24h Le Mans: Unglaubliche Rekordrunde von Toyota
Es war gegen 20:15 Uhr am Donnerstagabend, als in Le Mans Motorsport-Geschichte geschrieben wurde. Gerade hatte der gnadenlose Sonnenschein des Tages etwas nachgelassen und ein Hauch von Ruhe lag in der noch erhitzten Luft. Im Bereich der langen Hunaudières-Gerade stelle sich leichter Rückenwind ein, wohingegen bei den Porsche-Kurven (also genau dort wo Abtrieb gefragt ist) sich etwas Gegenwind breit machte. Und da die zweite Trainingssitzung zur diesjährigen Ausgabe der 24 Stunden von Le Mans nach einer langen Unterbrechung gerade wieder freigegeben wurde, waren auch nur wenige Fahrzeuge auf der 13,629 Kilometer langen Strecke unterwegs. In der Toyota-Box erkannte man die vorherrschenden optimalen Bedingungen und schickte Kamui Kobayashi für einen Rekordversuch hinaus.

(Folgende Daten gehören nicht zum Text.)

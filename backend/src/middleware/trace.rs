//! Request-scoped trace identifier.
//!
//! Every request gets a fresh UUID, held in task-local storage while the
//! handler runs and echoed back in the `trace-id` response header. The
//! request is also wrapped in a `request` span carrying the same id, so log
//! lines emitted by the registration service correlate with the response a
//! client saw.
//!
//! Task-locals do not follow spawned tasks; wrap such work in
//! [`TraceId::scope`].

use std::future::Future;
use std::task::{Context, Poll};

use actix_web::Error;
use actix_web::dev::{Service, ServiceRequest, ServiceResponse, Transform};
use actix_web::http::header::{HeaderName, HeaderValue};
use futures_util::future::{LocalBoxFuture, Ready, ready};
use tokio::task_local;
use tracing::{Instrument, error, info_span};
use uuid::Uuid;

/// Response header carrying the trace identifier.
pub const TRACE_ID_HEADER: &str = "trace-id";

task_local! {
    static TRACE_ID: TraceId;
}

/// Per-request trace identifier.
///
/// # Examples
/// ```
/// use registration::middleware::trace::TraceId;
///
/// async fn handler() {
///     if let Some(id) = TraceId::current() {
///         println!("trace id: {id}");
///     }
/// }
/// ```
#[derive(Debug, Clone, Copy, PartialEq, Eq)]
pub struct TraceId(Uuid);

impl TraceId {
    fn generate() -> Self {
        Self(Uuid::new_v4())
    }

    /// The identifier of the request being served, if any.
    pub fn current() -> Option<Self> {
        TRACE_ID.try_with(|id| *id).ok()
    }

    /// Run `fut` with `trace_id` in scope.
    ///
    /// # Examples
    /// ```
    /// use registration::middleware::trace::TraceId;
    ///
    /// # #[tokio::main(flavor = "current_thread")]
    /// # async fn main() {
    /// let trace_id: TraceId = "00000000-0000-0000-0000-000000000000"
    ///     .parse()
    ///     .expect("valid UUID");
    /// let observed = TraceId::scope(trace_id, async move { TraceId::current() }).await;
    /// assert_eq!(observed, Some(trace_id));
    /// # }
    /// ```
    pub async fn scope<Fut>(trace_id: TraceId, fut: Fut) -> Fut::Output
    where
        Fut: Future,
    {
        TRACE_ID.scope(trace_id, fut).await
    }
}

impl std::fmt::Display for TraceId {
    fn fmt(&self, f: &mut std::fmt::Formatter<'_>) -> std::fmt::Result {
        write!(f, "{}", self.0)
    }
}

impl std::str::FromStr for TraceId {
    type Err = uuid::Error;

    fn from_str(s: &str) -> Result<Self, Self::Err> {
        Ok(Self(Uuid::parse_str(s)?))
    }
}

/// Middleware assigning a [`TraceId`] to each request.
///
/// # Examples
/// ```
/// use actix_web::App;
/// use registration::Trace;
///
/// let app = App::new().wrap(Trace);
/// ```
#[derive(Clone)]
pub struct Trace;

impl<S, B> Transform<S, ServiceRequest> for Trace
where
    S: Service<ServiceRequest, Response = ServiceResponse<B>, Error = Error> + 'static,
    S::Future: 'static,
    B: 'static,
{
    type Response = ServiceResponse<B>;
    type Error = Error;
    type InitError = ();
    type Transform = TraceMiddleware<S>;
    type Future = Ready<Result<Self::Transform, Self::InitError>>;

    fn new_transform(&self, service: S) -> Self::Future {
        ready(Ok(TraceMiddleware { service }))
    }
}

/// Service produced by [`Trace`].
pub struct TraceMiddleware<S> {
    service: S,
}

impl<S, B> Service<ServiceRequest> for TraceMiddleware<S>
where
    S: Service<ServiceRequest, Response = ServiceResponse<B>, Error = Error> + 'static,
    S::Future: 'static,
    B: 'static,
{
    type Response = ServiceResponse<B>;
    type Error = Error;
    type Future = LocalBoxFuture<'static, Result<Self::Response, Self::Error>>;

    fn poll_ready(&self, cx: &mut Context<'_>) -> Poll<Result<(), Self::Error>> {
        self.service.poll_ready(cx)
    }

    fn call(&self, req: ServiceRequest) -> Self::Future {
        let trace_id = TraceId::generate();
        let span = info_span!(
            "request",
            trace_id = %trace_id,
            method = %req.method(),
            path = %req.path()
        );
        let fut = TraceId::scope(trace_id, self.service.call(req));
        Box::pin(
            async move {
                let mut res = fut.await?;
                match HeaderValue::from_str(&trace_id.to_string()) {
                    Ok(value) => {
                        res.response_mut()
                            .headers_mut()
                            .insert(HeaderName::from_static(TRACE_ID_HEADER), value);
                    }
                    Err(error) => {
                        error!(%error, "failed to encode trace identifier header");
                    }
                }
                Ok(res)
            }
            .instrument(span),
        )
    }
}

#[cfg(test)]
mod tests {
    use super::*;
    use actix_web::{App, HttpResponse, test as actix_test, web};
    use rstest::rstest;

    #[rstest]
    fn generated_ids_are_distinct_v4_uuids() {
        let first = TraceId::generate();
        let second = TraceId::generate();

        assert_ne!(first, second);
        assert_eq!(first.0.get_version_num(), 4);
    }

    #[rstest]
    fn parses_from_uuid_text() {
        let trace_id: TraceId = Uuid::nil().to_string().parse().expect("parse uuid");

        assert_eq!(trace_id.to_string(), Uuid::nil().to_string());
        assert!("not-a-uuid".parse::<TraceId>().is_err());
    }

    #[tokio::test]
    async fn current_reflects_scope_only_inside_it() {
        let expected = TraceId::generate();
        let observed = TraceId::scope(expected, async move { TraceId::current() }).await;

        assert_eq!(observed, Some(expected));
        assert!(TraceId::current().is_none());
    }

    #[actix_web::test]
    async fn handler_sees_the_id_echoed_in_the_header() {
        let app = actix_test::init_service(App::new().wrap(Trace).route(
            "/",
            web::get().to(|| async {
                let id = TraceId::current().map(|id| id.to_string()).unwrap_or_default();
                HttpResponse::Ok().body(id)
            }),
        ))
        .await;

        let res =
            actix_test::call_service(&app, actix_test::TestRequest::get().uri("/").to_request())
                .await;
        let header = res
            .headers()
            .get(TRACE_ID_HEADER)
            .expect("trace id header")
            .to_str()
            .expect("header is ascii")
            .to_owned();
        let body = actix_test::read_body(res).await;

        assert_eq!(header.as_bytes(), body.as_ref());
    }

    #[actix_web::test]
    async fn error_responses_also_carry_the_header() {
        let app = actix_test::init_service(
            App::new()
                .wrap(Trace)
                .route("/", web::get().to(|| async { HttpResponse::BadRequest().finish() })),
        )
        .await;

        let res =
            actix_test::call_service(&app, actix_test::TestRequest::get().uri("/").to_request())
                .await;

        assert_eq!(res.status(), actix_web::http::StatusCode::BAD_REQUEST);
        assert!(res.headers().contains_key(TRACE_ID_HEADER));
    }
}
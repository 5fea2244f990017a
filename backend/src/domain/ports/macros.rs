//! Helper macro generating port error enums with snake_case constructors.
//!
//! Each variant gets a `thiserror` message and a constructor whose fields
//! accept `impl Into<T>`, so adapters can write `Error::query("...")`.

macro_rules! define_port_error {
    (@ctor $variant:ident) => {
        ::paste::paste! {
            pub fn [<$variant:snake>]() -> Self {
                Self::$variant
            }
        }
    };

    (@ctor $variant:ident { $($field:ident : $ty:ty),* $(,)? }) => {
        define_port_error!(@ctor_impl $variant () () $( $field : $ty, )*);
    };

    (@ctor_impl $variant:ident ($($params:tt)*) ($($inits:tt)*) ) => {
        ::paste::paste! {
            pub fn [<$variant:snake>]($($params)*) -> Self {
                Self::$variant { $($inits)* }
            }
        }
    };

    (@ctor_impl $variant:ident ($($params:tt)*) ($($inits:tt)*) $field:ident : $ty:ty, $($rest:tt)*) => {
        define_port_error!(
            @ctor_impl
            $variant
            ($($params)* $field: impl Into<$ty>,)
            ($($inits)* $field: $field.into(),)
            $($rest)*
        );
    };
    (
        $(#[$outer:meta])*
        pub enum $name:ident {
            $(
                $(#[$variant_meta:meta])*
                $variant:ident $( { $($field:ident : $ty:ty),* $(,)? } )? => $message:expr
            ),* $(,)?
        }
    ) => {
        $(#[$outer])*
        #[derive(Debug, Clone, PartialEq, Eq, thiserror::Error)]
        pub enum $name {
            $(
                $(#[$variant_meta])*
                #[error($message)]
                $variant $( { $($field : $ty),* } )?,
            )*
        }

        impl $name {
            $(
                define_port_error!(@ctor $variant $( { $($field : $ty),* } )?);
            )*
        }
    };
}

pub(crate) use define_port_error;
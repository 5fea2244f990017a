//! JSON envelopes shared by every registration endpoint response.
//!
//! Successful calls carry a `message`, field-level rejections an `errors`
//! object, and everything else a single `error` string. `success` tells
//! clients which shape to expect.

use serde::{Deserialize, Serialize};
use utoipa::ToSchema;

use crate::domain::ValidationErrorSet;

/// Positive outcome.
#[derive(Debug, Clone, PartialEq, Eq, Serialize, Deserialize, ToSchema)]
pub struct SuccessResponse {
    /// Always `true`.
    #[schema(example = true)]
    pub success: bool,
    #[schema(example = "Registration successful.")]
    pub message: String,
}

impl SuccessResponse {
    pub fn new(message: impl Into<String>) -> Self {
        Self {
            success: true,
            message: message.into(),
        }
    }
}

/// Rejection listing one message per offending field.
#[derive(Debug, Clone, PartialEq, Eq, Serialize, Deserialize, ToSchema)]
pub struct FieldErrorsResponse {
    /// Always `false`.
    #[schema(example = false)]
    pub success: bool,
    /// Field name to message.
    #[schema(
        value_type = std::collections::BTreeMap<String, String>,
        example = json!({"email": "Email is already registered."})
    )]
    pub errors: ValidationErrorSet,
}

impl FieldErrorsResponse {
    pub fn new(errors: ValidationErrorSet) -> Self {
        Self {
            success: false,
            errors,
        }
    }
}

/// Failure with a single public message.
#[derive(Debug, Clone, PartialEq, Eq, Serialize, Deserialize, ToSchema)]
pub struct ErrorResponse {
    /// Always `false`.
    #[schema(example = false)]
    pub success: bool,
    #[schema(example = "Failed to register.")]
    pub error: String,
}

impl ErrorResponse {
    pub fn new(error: impl Into<String>) -> Self {
        Self {
            success: false,
            error: error.into(),
        }
    }
}
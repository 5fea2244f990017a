//! PostgreSQL user store built on Diesel.
//!
//! Adapters here translate between Diesel rows and domain types only; they
//! hold no registration rules. Row structs (`models`) and the table DSL
//! (`schema`) stay private to this module.
//!
//! # Example
//!
//! ```no_run
//! use registration::outbound::persistence::{DbPool, DieselUserRepository, PoolConfig};
//!
//! # async fn wire() -> Result<(), registration::outbound::persistence::PoolError> {
//! let pool = DbPool::new(PoolConfig::new("postgres://localhost/registration")).await?;
//! let users = DieselUserRepository::new(pool);
//! # let _ = users;
//! # Ok(())
//! # }
//! ```

mod diesel_user_repository;
mod migrations;
mod models;
mod pool;
mod schema;

pub use diesel_user_repository::DieselUserRepository;
pub use migrations::{MIGRATIONS, MigrationError, run_pending_migrations};
pub use pool::{DbPool, PoolConfig, PoolError};
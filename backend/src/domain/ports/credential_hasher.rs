//! Driven port for one-way credential hashing.

use crate::domain::PasswordHash;

use super::define_port_error;

define_port_error! {
    /// Errors raised by credential hasher adapters.
    pub enum CredentialHashError {
        /// The hashing primitive rejected its input or parameters.
        Hashing { message: String } => "password hashing failed: {message}",
    }
}

/// Salted, one-way password hashing.
///
/// Implementations must draw a fresh random salt for every call to
/// [`CredentialHasher::hash`].
#[cfg_attr(test, mockall::automock)]
pub trait CredentialHasher: Send + Sync {
    /// Hash a plaintext password.
    fn hash(&self, plaintext: &str) -> Result<PasswordHash, CredentialHashError>;

    /// Check a plaintext password against a stored hash.
    ///
    /// Malformed hashes never verify.
    fn verify(&self, plaintext: &str, hash: &PasswordHash) -> bool;
}
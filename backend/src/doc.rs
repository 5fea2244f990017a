//! OpenAPI documentation configuration.
//!
//! [`ApiDoc`] collects the registration resource, the health probes, and the
//! response envelopes. Swagger UI serves it in debug builds and the
//! `openapi-dump` binary prints it for external tooling.

use utoipa::OpenApi;

use crate::inbound::http::envelope::{ErrorResponse, FieldErrorsResponse, SuccessResponse};
use crate::inbound::http::registration::RegistrationForm;

/// OpenAPI document for the REST API.
#[derive(OpenApi)]
#[openapi(
    info(
        title = "Registration API",
        description = "Account registration with field validation and uniqueness checks."
    ),
    servers(
        (url = "/", description = "Relative to the deployment base URL")
    ),
    paths(
        crate::inbound::http::registration::register,
        crate::inbound::http::registration::input_click,
        crate::inbound::http::health::ready,
        crate::inbound::http::health::live,
    ),
    components(schemas(
        RegistrationForm,
        SuccessResponse,
        FieldErrorsResponse,
        ErrorResponse
    )),
    tags(
        (name = "registration", description = "Account registration"),
        (name = "health", description = "Endpoints for health checks")
    )
)]
pub struct ApiDoc;
//! Liveness and readiness probes for orchestrators and load balancers.

use std::sync::atomic::{AtomicBool, Ordering};

use actix_web::{HttpResponse, get, http::header, web};

/// Readiness flag shared with the probe handlers.
///
/// Starts not ready; the server marks it ready once the listener is bound.
#[derive(Default)]
pub struct HealthState {
    ready: AtomicBool,
}

impl HealthState {
    pub fn new() -> Self {
        Self::default()
    }

    /// Start reporting ready.
    pub fn mark_ready(&self) {
        self.ready.store(true, Ordering::Release);
    }

    pub fn is_ready(&self) -> bool {
        self.ready.load(Ordering::Acquire)
    }
}

fn probe_response(probe_ok: bool) -> HttpResponse {
    let mut response = if probe_ok {
        HttpResponse::Ok()
    } else {
        HttpResponse::ServiceUnavailable()
    };
    response
        .insert_header((header::CACHE_CONTROL, "no-store"))
        .finish()
}

/// Readiness probe: 200 once the server accepts traffic, 503 before.
#[utoipa::path(
    get,
    path = "/health/ready",
    tags = ["health"],
    responses(
        (status = 200, description = "Server is ready to handle traffic"),
        (status = 503, description = "Server is not ready")
    )
)]
#[get("/health/ready")]
pub async fn ready(state: web::Data<HealthState>) -> HttpResponse {
    probe_response(state.is_ready())
}

/// Liveness probe: 200 whenever a worker can answer.
#[utoipa::path(
    get,
    path = "/health/live",
    tags = ["health"],
    responses(
        (status = 200, description = "Server is alive")
    )
)]
#[get("/health/live")]
pub async fn live() -> HttpResponse {
    probe_response(true)
}

#[cfg(test)]
mod tests {
    use super::*;
    use actix_web::http::StatusCode;
    use actix_web::{App, test as actix_test};
    use rstest::rstest;

    async fn probe(state: web::Data<HealthState>, uri: &str) -> StatusCode {
        let app = actix_test::init_service(
            App::new().app_data(state).service(ready).service(live),
        )
        .await;
        let request = actix_test::TestRequest::get().uri(uri).to_request();
        actix_test::call_service(&app, request).await.status()
    }

    #[rstest]
    fn starts_not_ready() {
        assert!(!HealthState::new().is_ready());
    }

    #[actix_web::test]
    async fn readiness_follows_mark_ready() {
        let state = web::Data::new(HealthState::new());
        assert_eq!(
            probe(state.clone(), "/health/ready").await,
            StatusCode::SERVICE_UNAVAILABLE
        );

        state.mark_ready();

        assert_eq!(probe(state, "/health/ready").await, StatusCode::OK);
    }

    #[actix_web::test]
    async fn liveness_does_not_wait_for_readiness() {
        let state = web::Data::new(HealthState::new());

        assert_eq!(probe(state.clone(), "/health/live").await, StatusCode::OK);
        assert!(!state.is_ready());
    }
}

Der Japaner warf alles in die Waagschale und enttäuschte am Ende tatsächlich nicht. Als bei 3:14,791 Minuten die Stoppuhr zum halten kam, brach in der Toyota-Box unsagbarer Jubel aus. Kobayashi hatte den 'Circuit de la Sarthe' in einer Durchschnittsgeschwindigkeit von 251,882 km/h umrundet. Damit überbot er jenen Wert von Hans-Joachim Stuck aus dem Jahre 1985, der bei 251,815 km/h lag.
Jedoch als Stuck seine Bestmarke aufstellte, hatte der Kurs in Le Mans an einigen Stellen noch ein anderes Layout: Hinter dem Dunlop-Bogen ging es beispielsweise geradeaus in Richtung der 'Esses de la Forêt'. Bei Mulsanne gab es noch keinen Kreisverkehr – und vor allem war die lange Hunaudières natürlich noch nicht durch die beiden 1990 errichteten Bremsschikanen zerstückelt worden. Eigentlich dachte man somit, dass Stucks Marke aufgrund dessen ein Rekord für die Ewigkeit darstellen würde. Bis eben Kamui Kobayashi am Mittwochabend die Geschichtsbücher umzuschreiben wusste.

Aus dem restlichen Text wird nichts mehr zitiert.